So obviously, the notion of government spending adding to the GDP is poor at best.

Government builds a bridge to nowhere? The GDP (as calculated) increases.
Government spends $20 for a hammer the GDP increases only $20, but if it spends $10,000 for a hammer, the GDP increases $10,000. Consider also the fact that the government used the hammer only so a man could pound nails in then pull them out again.

I think a more proper way to calculate the actual health of an economy is to calculate the GDP minus the portion of GDP that is government spending.

If we do that, we get the red line below,
and then we see that right now the economy is in a very rare situation. Actual GDP growth is actually negative (below zero)

I am pretty sure that Government spending includes welfare program payments. In economics, those are transfers from one party to another, with no tangible good or service received in exchange. Thus government spending in this way does not represent additional economic activity.

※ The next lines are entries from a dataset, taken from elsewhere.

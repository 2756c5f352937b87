/*! Deadlines for sockets that must act without being pushed.

A [Timer] owns one thread and a priority queue of deadlines. A socket registers itself
once, getting a [TimerHandle], and asks for a callback with [TimerHandle::schedule]; when
the deadline passes the thread calls [Timed::on_timer] and schedules whatever the
callback returns. The thread never holds its own lock while calling into a socket.
*/

use std::cmp::Reverse;
use std::collections::{BinaryHeap, HashMap};
use std::io;
use std::sync::{Arc, Condvar, Mutex, MutexGuard, PoisonError, Weak};
use std::thread::{self, JoinHandle};

use crate::socket::PollAt;
use crate::time::Instant;

/// Something driven by a [Timer].
pub trait Timed: Send + Sync {
    /// Called once the scheduled deadline has passed. Returns when to be called next.
    fn on_timer(&self, now: Instant) -> PollAt;
}

struct Task {
    target: Weak<dyn Timed>,
    deadline: Option<Instant>,
}

#[derive(Default)]
struct Queue {
    heap: BinaryHeap<Reverse<(Instant, u64)>>,
    tasks: HashMap<u64, Task>,
    next_id: u64,
    shutdown: bool,
}

#[derive(Default)]
struct Shared {
    queue: Mutex<Queue>,
    wakeup: Condvar,
}

impl Shared {
    fn lock(&self) -> MutexGuard<'_, Queue> {
        self.queue.lock().unwrap_or_else(PoisonError::into_inner)
    }

    fn schedule(&self, id: u64, poll_at: PollAt) {
        let PollAt::Time(deadline) = poll_at else {
            return;
        };
        let mut queue = self.lock();
        let Some(task) = queue.tasks.get_mut(&id) else {
            return;
        };
        if task.deadline.is_some_and(|current| current <= deadline) {
            return;
        }
        task.deadline = Some(deadline);
        queue.heap.push(Reverse((deadline, id)));
        drop(queue);
        self.wakeup.notify_one();
    }

    fn run(&self) {
        let mut queue = self.lock();
        loop {
            if queue.shutdown {
                return;
            }
            let now = Instant::now();
            let next = queue.heap.peek().map(|Reverse(entry)| *entry);
            let Some((deadline, id)) = next else {
                queue = self
                    .wakeup
                    .wait(queue)
                    .unwrap_or_else(PoisonError::into_inner);
                continue;
            };
            if deadline > now {
                let timeout: core::time::Duration = now.until(deadline).into();
                queue = self
                    .wakeup
                    .wait_timeout(queue, timeout)
                    .unwrap_or_else(PoisonError::into_inner)
                    .0;
                continue;
            }

            queue.heap.pop();
            let target = match queue.tasks.get_mut(&id) {
                // Entries superseded by an earlier deadline are left in the heap.
                Some(task) if task.deadline == Some(deadline) => {
                    task.deadline = None;
                    task.target.clone()
                }
                _ => continue,
            };
            drop(queue);

            match target.upgrade() {
                Some(target) => {
                    let next = target.on_timer(now);
                    self.schedule(id, next);
                }
                None => {
                    net_trace!("timer: task {} is gone", id);
                    self.lock().tasks.remove(&id);
                }
            }
            queue = self.lock();
        }
    }
}

/// A thread calling [Timed] objects back at the deadlines they ask for.
pub struct Timer {
    shared: Arc<Shared>,
    thread: Option<JoinHandle<()>>,
}

impl Timer {
    /// Start the timer thread.
    pub fn new() -> io::Result<Timer> {
        let shared = Arc::new(Shared::default());
        let thread = {
            let shared = shared.clone();
            thread::Builder::new()
                .name("sockstack-timer".into())
                .spawn(move || shared.run())?
        };
        Ok(Timer {
            shared,
            thread: Some(thread),
        })
    }

    /// Register `target`. It is called back only at deadlines scheduled through the
    /// returned handle, and never after it has been dropped.
    pub fn register(&self, target: Weak<dyn Timed>) -> TimerHandle {
        let mut queue = self.shared.lock();
        let id = queue.next_id;
        queue.next_id += 1;
        queue.tasks.insert(
            id,
            Task {
                target,
                deadline: None,
            },
        );
        TimerHandle {
            shared: self.shared.clone(),
            id,
        }
    }

    /// Number of registered, live handles.
    pub fn len(&self) -> usize {
        self.shared.lock().tasks.len()
    }

    pub fn is_empty(&self) -> bool {
        self.len() == 0
    }
}

impl Drop for Timer {
    fn drop(&mut self) {
        self.shared.lock().shutdown = true;
        self.shared.wakeup.notify_all();
        if let Some(thread) = self.thread.take() {
            if thread.join().is_err() {
                net_warn!("timer: thread panicked");
            }
        }
    }
}

/// A registration with a [Timer]. Dropping it cancels any pending deadline.
pub struct TimerHandle {
    shared: Arc<Shared>,
    id: u64,
}

impl TimerHandle {
    /// Ask for a callback at `poll_at`. A deadline later than the one already pending is
    /// ignored; the callback reports the next one anyway. [PollAt::Ingress] does nothing.
    pub fn schedule(&self, poll_at: PollAt) {
        self.shared.schedule(self.id, poll_at)
    }
}

impl Drop for TimerHandle {
    fn drop(&mut self) {
        self.shared.lock().tasks.remove(&self.id);
    }
}
/*! The IPv4 layer.

An [IpSocket] is bound to a local address, a remote address and a protocol. Going up it
checks the header, filters on the binding and reassembles fragmented datagrams; going down
it adds a header and splits the datagram to fit the MTU.
*/

use std::sync::{Mutex, PoisonError};

use crate::config::Config;
use crate::frame::{Frame, Kind};
use crate::rand::Rand;
use crate::socket::{Binding, BindingAddress, Direction, Links, Socket};
use crate::time::{Duration, Instant};
use crate::wire::{
    IpProtocol, Ipv4Address, Ipv4Packet, Ipv4PseudoHeader, Ipv4Repr, IPV4_HEADER_LEN,
};

mod fragmentation;

pub use self::fragmentation::FragmentError;
use self::fragmentation::PacketAssemblerSet;

/// Something that knows the addresses an upper-layer checksum covers.
pub trait PseudoHeaderSource: Send + Sync {
    /// Return the pseudo-header of a `length` octet segment travelling in `direction`.
    fn pseudo_header(&self, direction: Direction, length: usize) -> Ipv4PseudoHeader;
}

#[derive(Debug)]
struct State {
    fragments: PacketAssemblerSet,
    next_ident: u16,
}

/// An IPv4 layer bound to one (local, remote, protocol) triple.
#[derive(Debug)]
pub struct IpSocket {
    local: Ipv4Address,
    remote: Ipv4Address,
    protocol: IpProtocol,
    mtu: usize,
    hop_limit: u8,
    max_datagram_size: usize,
    reassembly_timeout: Duration,
    links: Links,
    state: Mutex<State>,
}

impl IpSocket {
    pub fn new(
        config: &Config,
        local: Ipv4Address,
        remote: Ipv4Address,
        protocol: IpProtocol,
    ) -> IpSocket {
        let mut rand = Rand::from_seed(config.random_seed.map(|seed| seed ^ 0x1d));
        IpSocket {
            local,
            remote,
            protocol,
            mtu: config.mtu,
            hop_limit: config.hop_limit,
            max_datagram_size: config.max_datagram_size,
            reassembly_timeout: config.reassembly_timeout,
            links: Links::new(),
            state: Mutex::new(State {
                fragments: PacketAssemblerSet::new(),
                next_ident: rand.rand_u16(),
            }),
        }
    }

    pub fn local_addr(&self) -> Ipv4Address {
        self.local
    }

    pub fn remote_addr(&self) -> Ipv4Address {
        self.remote
    }

    /// Largest payload carried by one fragment: what fits in the MTU, rounded down to a
    /// multiple of 8.
    fn fragment_payload_len(&self) -> usize {
        let room = self.mtu.saturating_sub(IPV4_HEADER_LEN);
        ((room / 8) * 8).max(8)
    }

    /// Process one received datagram as of `now`. See [Socket::push_up].
    pub fn push_up_at(&self, now: Instant, frame: &Frame, push: bool) -> bool {
        let bytes = frame.bytes();
        let packet = match Ipv4Packet::new_checked(&bytes[..]) {
            Ok(packet) => packet,
            Err(_) => {
                net_debug!("ip: truncated datagram");
                return false;
            }
        };
        let repr = match Ipv4Repr::parse(&packet) {
            Ok(repr) => repr,
            Err(_) => {
                net_debug!("ip: malformed datagram or bad header checksum");
                return false;
            }
        };
        if repr.src_addr != self.remote
            || repr.dst_addr != self.local
            || repr.next_header != self.protocol
        {
            return false;
        }

        if !packet.is_fragment() {
            self.links
                .frame_decapsulated(Frame::raw(packet.payload()), push);
            return true;
        }

        let result = {
            let mut state = self.state.lock().unwrap_or_else(PoisonError::into_inner);
            state.fragments.remove_expired(now);
            state.fragments.add(
                packet.get_key(),
                packet.payload(),
                repr.frag_offset as usize,
                !repr.more_frags,
                now + self.reassembly_timeout,
                self.max_datagram_size,
            )
        };
        match result {
            Ok(Some(datagram)) => {
                net_trace!(
                    "ip: reassembled datagram {} ({} octets)",
                    repr.ident,
                    datagram.len()
                );
                self.links.frame_decapsulated(Frame::raw(datagram), push)
            }
            Ok(None) => {}
            Err(err) => net_debug!("ip: dropped fragment of datagram {}: {}", repr.ident, err),
        }
        true
    }
}

impl Socket for IpSocket {
    fn push_up(&self, frame: &Frame, push: bool) -> bool {
        self.push_up_at(Instant::now(), frame, push)
    }

    fn push_down(&self, frame: &Frame, push: bool) {
        let payload = frame.bytes();
        if payload.len() > u16::MAX as usize - IPV4_HEADER_LEN {
            net_debug!("ip: {} octet payload does not fit a datagram", payload.len());
            return;
        }

        let ident = {
            let mut state = self.state.lock().unwrap_or_else(PoisonError::into_inner);
            let ident = state.next_ident;
            state.next_ident = ident.wrapping_add(1);
            ident
        };

        let chunk_len = self.fragment_payload_len();
        let mut offset = 0;
        loop {
            let end = (offset + chunk_len).min(payload.len());
            let chunk = &payload[offset..end];
            let repr = Ipv4Repr {
                src_addr: self.local,
                dst_addr: self.remote,
                next_header: self.protocol,
                payload_len: chunk.len(),
                hop_limit: self.hop_limit,
                ident,
                more_frags: end < payload.len(),
                frag_offset: offset as u16,
            };
            let mut header = vec![0; repr.buffer_len()];
            repr.emit(&mut Ipv4Packet::new_unchecked(&mut header[..]));
            net_trace!("ip: send {} len={}", repr, chunk.len());
            self.links.frame_encapsulated(
                Frame::new(Kind::Ipv4, header, Some(Frame::raw(chunk))),
                push,
            );

            offset = end;
            if offset >= payload.len() {
                break;
            }
        }
    }

    fn flush(&self) {}

    fn binding(&self) -> Binding {
        Binding {
            local: BindingAddress::Ipv4(self.local),
            remote: BindingAddress::Ipv4(self.remote),
            protocol: self.protocol,
        }
    }

    fn links(&self) -> &Links {
        &self.links
    }

    fn close(&self) {
        self.links.clear();
        let mut state = self.state.lock().unwrap_or_else(PoisonError::into_inner);
        state.fragments = PacketAssemblerSet::new();
    }
}

impl PseudoHeaderSource for IpSocket {
    fn pseudo_header(&self, direction: Direction, length: usize) -> Ipv4PseudoHeader {
        let (src_addr, dst_addr) = match direction {
            Direction::Down => (self.local, self.remote),
            Direction::Up => (self.remote, self.local),
        };
        Ipv4PseudoHeader {
            src_addr,
            dst_addr,
            protocol: self.protocol,
            length: length as u16,
        }
    }
}

#[cfg(test)]
mod test {
    use super::*;
    use std::sync::mpsc::{self, Receiver};
    use std::sync::Arc;

    const LOCAL: Ipv4Address = Ipv4Address::new(10, 0, 0, 1);
    const REMOTE: Ipv4Address = Ipv4Address::new(10, 0, 0, 2);

    fn socket(config: &Config) -> (IpSocket, Receiver<(Frame, bool)>, Receiver<(Frame, bool)>) {
        let socket = IpSocket::new(config, LOCAL, REMOTE, IpProtocol::Tcp);
        let (up_tx, up_rx) = mpsc::channel::<(Frame, bool)>();
        let (down_tx, down_rx) = mpsc::channel::<(Frame, bool)>();
        socket.attach(Direction::Up, Arc::new(up_tx));
        socket.attach(Direction::Down, Arc::new(down_tx));
        (socket, up_rx, down_rx)
    }

    fn datagram(src: Ipv4Address, dst: Ipv4Address, protocol: IpProtocol, payload: &[u8]) -> Frame {
        let repr = Ipv4Repr {
            src_addr: src,
            dst_addr: dst,
            next_header: protocol,
            payload_len: payload.len(),
            hop_limit: 64,
            ident: 7,
            more_frags: false,
            frag_offset: 0,
        };
        let mut bytes = vec![0; repr.buffer_len() + payload.len()];
        let mut packet = Ipv4Packet::new_unchecked(&mut bytes[..]);
        repr.emit(&mut packet);
        packet.payload_mut().copy_from_slice(payload);
        Frame::raw(bytes)
    }

    #[test]
    fn test_push_up_unfragmented() {
        let (socket, up_rx, _down_rx) = socket(&Config::default());
        let frame = datagram(REMOTE, LOCAL, IpProtocol::Tcp, b"segment");
        assert!(socket.push_up(&frame, true));
        let (inner, push) = up_rx.try_recv().unwrap();
        assert_eq!(inner.bytes(), b"segment".to_vec());
        assert!(push);
    }

    #[test]
    fn test_push_up_binding_mismatch() {
        let (socket, up_rx, _down_rx) = socket(&Config::default());
        let other = Ipv4Address::new(10, 0, 0, 3);
        assert!(!socket.push_up(&datagram(other, LOCAL, IpProtocol::Tcp, b"x"), false));
        assert!(!socket.push_up(&datagram(REMOTE, other, IpProtocol::Tcp, b"x"), false));
        assert!(!socket.push_up(&datagram(REMOTE, LOCAL, IpProtocol::Udp, b"x"), false));
        assert!(up_rx.try_recv().is_err());
    }

    #[test]
    fn test_push_up_bad_checksum() {
        let (socket, up_rx, _down_rx) = socket(&Config::default());
        let mut bytes = datagram(REMOTE, LOCAL, IpProtocol::Tcp, b"x").bytes();
        bytes[10] ^= 0xff;
        assert!(!socket.push_up(&Frame::raw(bytes), false));
        assert!(!socket.push_up(&Frame::raw(vec![0x45; 8]), false));
        assert!(up_rx.try_recv().is_err());
    }

    #[test]
    fn test_fragment_and_reassemble() {
        let mut config = Config::default();
        config.mtu = 60;
        let (sender, _up_rx, down_rx) = socket(&config);
        let payload: Vec<u8> = (0..100u8).collect();
        sender.push_down(&Frame::raw(payload.clone()), true);

        let fragments: Vec<Frame> = down_rx.try_iter().map(|(frame, _)| frame).collect();
        // 40 octets per fragment: 40 + 40 + 20.
        assert_eq!(fragments.len(), 3);
        for (i, fragment) in fragments.iter().enumerate() {
            let bytes = fragment.bytes();
            assert!(bytes.len() <= 60);
            let packet = Ipv4Packet::new_checked(&bytes[..]).unwrap();
            assert_eq!(packet.frag_offset() as usize, i * 40);
            assert_eq!(packet.more_frags(), i < 2);
            assert_eq!(packet.src_addr(), LOCAL);
            assert_eq!(packet.dst_addr(), REMOTE);
        }

        // Feed them, out of order, to a socket bound the other way round.
        let receiver = IpSocket::new(&config, REMOTE, LOCAL, IpProtocol::Tcp);
        let (up_tx, up_rx) = mpsc::channel::<(Frame, bool)>();
        receiver.attach(Direction::Up, Arc::new(up_tx));
        let now = Instant::from_secs(1);
        assert!(receiver.push_up_at(now, &fragments[2], true));
        assert!(receiver.push_up_at(now, &fragments[0], true));
        assert!(up_rx.try_recv().is_err());
        assert!(receiver.push_up_at(now, &fragments[1], true));
        assert_eq!(up_rx.try_recv().unwrap().0.bytes(), payload);
    }

    #[test]
    fn test_reassembly_times_out() {
        let mut config = Config::default();
        config.mtu = 60;
        config.reassembly_timeout = Duration::from_secs(1);
        let (sender, _up_rx, down_rx) = socket(&config);
        sender.push_down(&Frame::raw(vec![0xaa; 60]), false);
        let fragments: Vec<Frame> = down_rx.try_iter().map(|(frame, _)| frame).collect();
        assert_eq!(fragments.len(), 2);

        let receiver = IpSocket::new(&config, REMOTE, LOCAL, IpProtocol::Tcp);
        let (up_tx, up_rx) = mpsc::channel::<(Frame, bool)>();
        receiver.attach(Direction::Up, Arc::new(up_tx));
        assert!(receiver.push_up_at(Instant::from_secs(10), &fragments[0], false));
        assert!(receiver.push_up_at(Instant::from_secs(12), &fragments[1], false));
        assert!(up_rx.try_recv().is_err());
    }

    #[test]
    fn test_oversize_fragment_rejected() {
        let mut config = Config::default();
        config.max_datagram_size = 64;
        let (socket, up_rx, _down_rx) = socket(&config);
        let repr = Ipv4Repr {
            src_addr: REMOTE,
            dst_addr: LOCAL,
            next_header: IpProtocol::Tcp,
            payload_len: 16,
            hop_limit: 64,
            ident: 3,
            more_frags: false,
            frag_offset: 56,
        };
        let mut bytes = vec![0; repr.buffer_len() + 16];
        repr.emit(&mut Ipv4Packet::new_unchecked(&mut bytes[..]));
        // Claimed by the binding, but never delivered.
        assert!(socket.push_up(&Frame::raw(bytes), false));
        assert!(up_rx.try_recv().is_err());
    }

    #[test]
    fn test_empty_payload_sends_one_datagram() {
        let (socket, _up_rx, down_rx) = socket(&Config::default());
        socket.push_down(&Frame::raw(Vec::new()), false);
        let frames: Vec<Frame> = down_rx.try_iter().map(|(frame, _)| frame).collect();
        assert_eq!(frames.len(), 1);
        assert_eq!(frames[0].length(), IPV4_HEADER_LEN);
    }

    #[test]
    fn test_pseudo_header_orientation() {
        let socket = IpSocket::new(&Config::default(), LOCAL, REMOTE, IpProtocol::Tcp);
        let out = socket.pseudo_header(Direction::Down, 40);
        assert_eq!(out.emit(), [10, 0, 0, 1, 10, 0, 0, 2, 0, 6, 0, 40]);
        let inbound = socket.pseudo_header(Direction::Up, 40);
        assert_eq!((inbound.src_addr, inbound.dst_addr), (REMOTE, LOCAL));
    }
}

I am 100% positive the GDP does not include those (directly).

However, as Keynes pointed out:
Every time the gov’t taxes or borrows or print a dollar, and hands it out as a welfare payment, a short time later the recipient uses it in a ay that does count toward GDP.

Well when received through taxation, the recipient of the welfare just mimicked the spending that would have occurred had the tax payer kept and spent those funds. Borrowing should be a negative GDP event.

Basically yeah.

(Trying to keep my next comments brief.)

A rich man, every time he gets another dollar spends 40 cents, and saves 60 cents.
Of course both of those “trickle through” the economy with some sort of multiplier, but
a greater portion of the 60 cents winds up as “cash on the sidelines.”

Because “cash on the sidelines” is not counted toward the GDP, then anything central planners do (such as tax the rich and expand welfare programs) to reduce “cash on the sidelines” increases the economy as measure by GDP.

There are a number of flaws with doing things this way, but it is true (to a degree) that
As long as we define everything as either “a” or “b” then we can increase “a” by reducing “b.”

I don’t think the rich keep 60% of a dollar earned in cash. They make investment purchases, measurable as GDP, receiving tangible goods (securities) in exchange.

American taxpayer is being robbbed blind.

Correct, but if you (or a rich man) puts $100 in the bank, the bank lends only $90 and only $90 is spent. So, as long as we count spending and do not count saving, then every time a person saves money the economy shrinks.

Zeno of Elea (490 – c. 430 BC) proposed this as mind candy, (Zeno’s Paradox).

John Maynard Keynes took it literally.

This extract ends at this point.